**PROBLEM STATEMENT**:
Send back the entries below exactly as they appear.
=-=-=-=-=
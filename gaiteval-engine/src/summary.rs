//! Session summary builder
//!
//! Walks the full metric catalogue for one completed session, resolves
//! and classifies every slot (bilateral metrics count left and right as
//! two slots), and tallies how many landed in each band. Slots whose
//! value could not be resolved are excluded from the tallies; the
//! display denominator for "slots not yet evaluated" is the configured
//! catalogue size, never recounted at call sites.

use chrono::{DateTime, Utc};
use serde::Serialize;
use uuid::Uuid;

use gaiteval_common::{AnalysisSession, CameraAngle, Side};

use crate::classify::{classify, label, ClassificationBand};
use crate::registry::MetricRegistry;
use crate::resolver::resolve;

/// Per-session tally of classification bands
#[derive(Debug, Clone, Copy, PartialEq, Eq, Serialize)]
pub struct SessionSummary {
    pub session_id: Uuid,
    pub created_at: DateTime<Utc>,
    pub ideal: usize,
    pub workable: usize,
    pub check: usize,
}

impl SessionSummary {
    /// Slots that resolved to a value and were classified
    pub fn evaluated(&self) -> usize {
        self.ideal + self.workable + self.check
    }
}

/// Classification detail for one catalogue slot
#[derive(Debug, Clone, Serialize)]
pub struct MetricEvaluation {
    /// Full key, including any side suffix
    pub key: String,
    #[serde(skip_serializing_if = "Option::is_none")]
    pub side: Option<Side>,
    pub band: ClassificationBand,
    pub label: String,
    /// Absent when the slot was not evaluable; never coerced to zero
    #[serde(skip_serializing_if = "Option::is_none")]
    pub value: Option<f64>,
    /// Presentation default: the value, or 0 when not evaluable. Only
    /// for display surfaces that require a number; classification always
    /// uses `value`.
    pub display_value: f64,
    #[serde(skip_serializing_if = "Option::is_none")]
    pub source_angle: Option<CameraAngle>,
}

/// Full evaluation of one session: summary plus per-slot detail
#[derive(Debug, Clone, Serialize)]
pub struct SessionEvaluation {
    pub summary: SessionSummary,
    pub metrics: Vec<MetricEvaluation>,
    /// Configured catalogue size (distinct metrics x sides), the
    /// denominator for "slots not yet evaluated" displays
    pub catalogue_slots: usize,
}

/// Evaluate every catalogue slot for one session.
pub fn evaluate_session(
    registry: &MetricRegistry,
    session: &AnalysisSession,
    catalogue_slots: usize,
) -> SessionEvaluation {
    let mut metrics = Vec::with_capacity(catalogue_slots);
    let mut summary = SessionSummary {
        session_id: session.listing.id,
        created_at: session.listing.created_at,
        ideal: 0,
        workable: 0,
        check: 0,
    };

    for def in registry.entries() {
        let sides: &[Option<Side>] = if def.bilateral {
            &[Some(Side::Left), Some(Side::Right)]
        } else {
            &[None]
        };
        for &side in sides {
            let resolved = resolve(
                registry,
                &session.result_sets,
                def.key,
                side.unwrap_or(Side::Left),
            );
            let value = resolved.as_ref().map(|r| r.value);
            let key = match side {
                Some(s) => def.key_for(s),
                None => def.key.to_string(),
            };
            let band = classify(registry, &key, value);
            match band {
                ClassificationBand::Ideal => summary.ideal += 1,
                ClassificationBand::Workable => summary.workable += 1,
                ClassificationBand::Check => summary.check += 1,
                ClassificationBand::NotEvaluable => {}
            }
            metrics.push(MetricEvaluation {
                label: label(registry, &key, value).to_string(),
                key,
                side,
                band,
                value,
                display_value: value.unwrap_or(0.0),
                source_angle: resolved.map(|r| r.source_angle),
            });
        }
    }

    SessionEvaluation {
        summary,
        metrics,
        catalogue_slots,
    }
}

#[cfg(test)]
mod tests {
    use super::*;
    use gaiteval_common::{ResultSet, SessionListing, SessionStatus};
    use std::collections::HashMap;

    fn session_with_normal(pairs: &[(&str, f64)]) -> AnalysisSession {
        let listing = SessionListing {
            id: Uuid::nil(),
            user_id: Uuid::nil(),
            created_at: Utc::now(),
            status: SessionStatus::Completed,
            uploaded_angles: vec![CameraAngle::Normal],
        };
        let mut session = AnalysisSession::new(listing);
        session.result_sets.insert(
            CameraAngle::Normal,
            ResultSet {
                session_id: Uuid::nil(),
                angle: CameraAngle::Normal,
                values: pairs.iter().map(|(k, v)| (k.to_string(), *v)).collect(),
            },
        );
        session
    }

    #[test]
    fn tallies_cover_every_resolved_slot() {
        let registry = MetricRegistry::builtin();
        let session = session_with_normal(&[
            ("step_rate", 170.0),          // ideal
            ("vertical_oscillation", 10.0), // workable
            ("fat-l", 8.0),                // ideal
            ("fat-r", 25.0),               // check
        ]);
        let eval = evaluate_session(registry, &session, registry.slot_count());

        assert_eq!(eval.summary.ideal, 2);
        assert_eq!(eval.summary.workable, 1);
        assert_eq!(eval.summary.check, 1);
        assert_eq!(eval.summary.evaluated(), 4);
        assert_eq!(eval.catalogue_slots, 13);
        // every catalogue slot appears in the detail rows
        assert_eq!(eval.metrics.len(), registry.slot_count());
    }

    #[test]
    fn bilateral_sides_classify_independently() {
        let registry = MetricRegistry::builtin();
        let session = session_with_normal(&[("fat-l", 8.0), ("fat-r", 25.0)]);
        let eval = evaluate_session(registry, &session, registry.slot_count());

        let left = eval.metrics.iter().find(|m| m.key == "fat-l").unwrap();
        let right = eval.metrics.iter().find(|m| m.key == "fat-r").unwrap();
        assert_eq!(left.band, ClassificationBand::Ideal);
        assert_eq!(right.band, ClassificationBand::Check);
        assert_eq!(right.label, "Heel striking hard");
    }

    #[test]
    fn unresolved_slots_are_not_evaluable_and_untallied() {
        let registry = MetricRegistry::builtin();
        let session = session_with_normal(&[("step_rate", 170.0)]);
        let eval = evaluate_session(registry, &session, registry.slot_count());

        assert_eq!(eval.summary.evaluated(), 1);
        let unresolved = eval.metrics.iter().find(|m| m.key == "step_width").unwrap();
        assert_eq!(unresolved.band, ClassificationBand::NotEvaluable);
        assert_eq!(unresolved.value, None);
        assert_eq!(unresolved.display_value, 0.0);
        assert_eq!(unresolved.source_angle, None);
        assert_eq!(unresolved.label, "Not evaluated");
    }

    #[test]
    fn empty_session_evaluates_to_zero_counts() {
        let registry = MetricRegistry::builtin();
        let mut session = session_with_normal(&[]);
        session.result_sets.clear();
        let eval = evaluate_session(registry, &session, registry.slot_count());
        assert_eq!(eval.summary.evaluated(), 0);
    }
}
=-=-=-=-=
**OUTPUT FOR THIS TASK**:
filename gaiteval-engine/src/summary.rs
//! Session summary builder
//!
//! Walks the full metric catalogue for one completed session, resolves
//! and classifies every slot (bilateral metrics count left and right as
//! two slots), and tallies how many landed in each band. Slots whose
//! value could not be resolved are excluded from the tallies; the
//! display denominator for "slots not yet evaluated" is the configured
//! catalogue size, never recounted at call sites.

use chrono::{DateTime, Utc};
use serde::Serialize;
use uuid::Uuid;

use gaiteval_common::{AnalysisSession, CameraAngle, Side};

use crate::classify::{classify, label, ClassificationBand};
use crate::registry::MetricRegistry;
use crate::resolver::resolve;

/// Per-session tally of classification bands
#[derive(Debug, Clone, Copy, PartialEq, Eq, Serialize)]
pub struct SessionSummary {
    pub session_id: Uuid,
    pub created_at: DateTime<Utc>,
    pub ideal: usize,
    pub workable: usize,
    pub check: usize,
}

impl SessionSummary {
    /// Slots that resolved to a value and were classified
    pub fn evaluated(&self) -> usize {
        self.ideal + self.workable + self.check
    }
}

/// Classification detail for one catalogue slot
#[derive(Debug, Clone, Serialize)]
pub struct MetricEvaluation {
    /// Full key, including any side suffix
    pub key: String,
    #[serde(skip_serializing_if = "Option::is_none")]
    pub side: Option<Side>,
    pub band: ClassificationBand,
    pub label: String,
    /// Absent when the slot was not evaluable; never coerced to zero
    #[serde(skip_serializing_if = "Option::is_none")]
    pub value: Option<f64>,
    /// Presentation default: the value, or 0 when not evaluable. Only
    /// for display surfaces that require a number; classification always
    /// uses `value`.
    pub display_value: f64,
    #[serde(skip_serializing_if = "Option::is_none")]
    pub source_angle: Option<CameraAngle>,
}

/// Full evaluation of one session: summary plus per-slot detail
#[derive(Debug, Clone, Serialize)]
pub struct SessionEvaluation {
    pub summary: SessionSummary,
    pub metrics: Vec<MetricEvaluation>,
    /// Configured catalogue size (distinct metrics x sides), the
    /// denominator for "slots not yet evaluated" displays
    pub catalogue_slots: usize,
}

/// Evaluate every catalogue slot for one session.
pub fn evaluate_session(
    registry: &MetricRegistry,
    session: &AnalysisSession,
    catalogue_slots: usize,
) -> SessionEvaluation {
    let mut metrics = Vec::with_capacity(catalogue_slots);
    let mut summary = SessionSummary {
        session_id: session.listing.id,
        created_at: session.listing.created_at,
        ideal: 0,
        workable: 0,
        check: 0,
    };

    for def in registry.entries() {
        let sides: &[Option<Side>] = if def.bilateral {
            &[Some(Side::Left), Some(Side::Right)]
        } else {
            &[None]
        };
        for &side in sides {
            let resolved = resolve(
                registry,
                &session.result_sets,
                def.key,
                side.unwrap_or(Side::Left),
            );
            let value = resolved.as_ref().map(|r| r.value);
            let key = match side {
                Some(s) => def.key_for(s),
                None => def.key.to_string(),
            };
            let band = classify(registry, &key, value);
            match band {
                ClassificationBand::Ideal => summary.ideal += 1,
                ClassificationBand::Workable => summary.workable += 1,
                ClassificationBand::Check => summary.check += 1,
                ClassificationBand::NotEvaluable => {}
            }
            metrics.push(MetricEvaluation {
                label: label(registry, &key, value).to_string(),
                key,
                side,
                band,
                value,
                display_value: value.unwrap_or(0.0),
                source_angle: resolved.map(|r| r.source_angle),
            });
        }
    }

    SessionEvaluation {
        summary,
        metrics,
        catalogue_slots,
    }
}

#[cfg(test)]
mod tests {
    use super::*;
    use gaiteval_common::{ResultSet, SessionListing, SessionStatus};
    use std::collections::HashMap;

    fn session_with_normal(pairs: &[(&str, f64)]) -> AnalysisSession {
        let listing = SessionListing {
            id: Uuid::nil(),
            user_id: Uuid::nil(),
            created_at: Utc::now(),
            status: SessionStatus::Completed,
            uploaded_angles: vec![CameraAngle::Normal],
        };
        let mut session = AnalysisSession::new(listing);
        session.result_sets.insert(
            CameraAngle::Normal,
            ResultSet {
                session_id: Uuid::nil(),
                angle: CameraAngle::Normal,
                values: pairs.iter().map(|(k, v)| (k.to_string(), *v)).collect(),
            },
        );
        session
    }

    #[test]
    fn tallies_cover_every_resolved_slot() {
        let registry = MetricRegistry::builtin();
        let session = session_with_normal(&[
            ("step_rate", 170.0),          // ideal
            ("vertical_oscillation", 10.0), // workable
            ("fat-l", 8.0),                // ideal
            ("fat-r", 25.0),               // check
        ]);
        let eval = evaluate_session(registry, &session, registry.slot_count());

        assert_eq!(eval.summary.ideal, 2);
        assert_eq!(eval.summary.workable, 1);
        assert_eq!(eval.summary.check, 1);
        assert_eq!(eval.summary.evaluated(), 4);
        assert_eq!(eval.catalogue_slots, 13);
        // every catalogue slot appears in the detail rows
        assert_eq!(eval.metrics.len(), registry.slot_count());
    }

    #[test]
    fn bilateral_sides_classify_independently() {
        let registry = MetricRegistry::builtin();
        let session = session_with_normal(&[("fat-l", 8.0), ("fat-r", 25.0)]);
        let eval = evaluate_session(registry, &session, registry.slot_count());

        let left = eval.metrics.iter().find(|m| m.key == "fat-l").unwrap();
        let right = eval.metrics.iter().find(|m| m.key == "fat-r").unwrap();
        assert_eq!(left.band, ClassificationBand::Ideal);
        assert_eq!(right.band, ClassificationBand::Check);
        assert_eq!(right.label, "Heel striking hard");
    }

    #[test]
    fn unresolved_slots_are_not_evaluable_and_untallied() {
        let registry = MetricRegistry::builtin();
        let session = session_with_normal(&[("step_rate", 170.0)]);
        let eval = evaluate_session(registry, &session, registry.slot_count());

        assert_eq!(eval.summary.evaluated(), 1);
        let unresolved = eval.metrics.iter().find(|m| m.key == "step_width").unwrap();
        assert_eq!(unresolved.band, ClassificationBand::NotEvaluable);
        assert_eq!(unresolved.value, None);
        assert_eq!(unresolved.display_value, 0.0);
        assert_eq!(unresolved.source_angle, None);
        assert_eq!(unresolved.label, "Not evaluated");
    }

    #[test]
    fn empty_session_evaluates_to_zero_counts() {
        let registry = MetricRegistry::builtin();
        let mut session = session_with_normal(&[]);
        session.result_sets.clear();
        let eval = evaluate_session(registry, &session, registry.slot_count());
        assert_eq!(eval.summary.evaluated(), 0);
    }
}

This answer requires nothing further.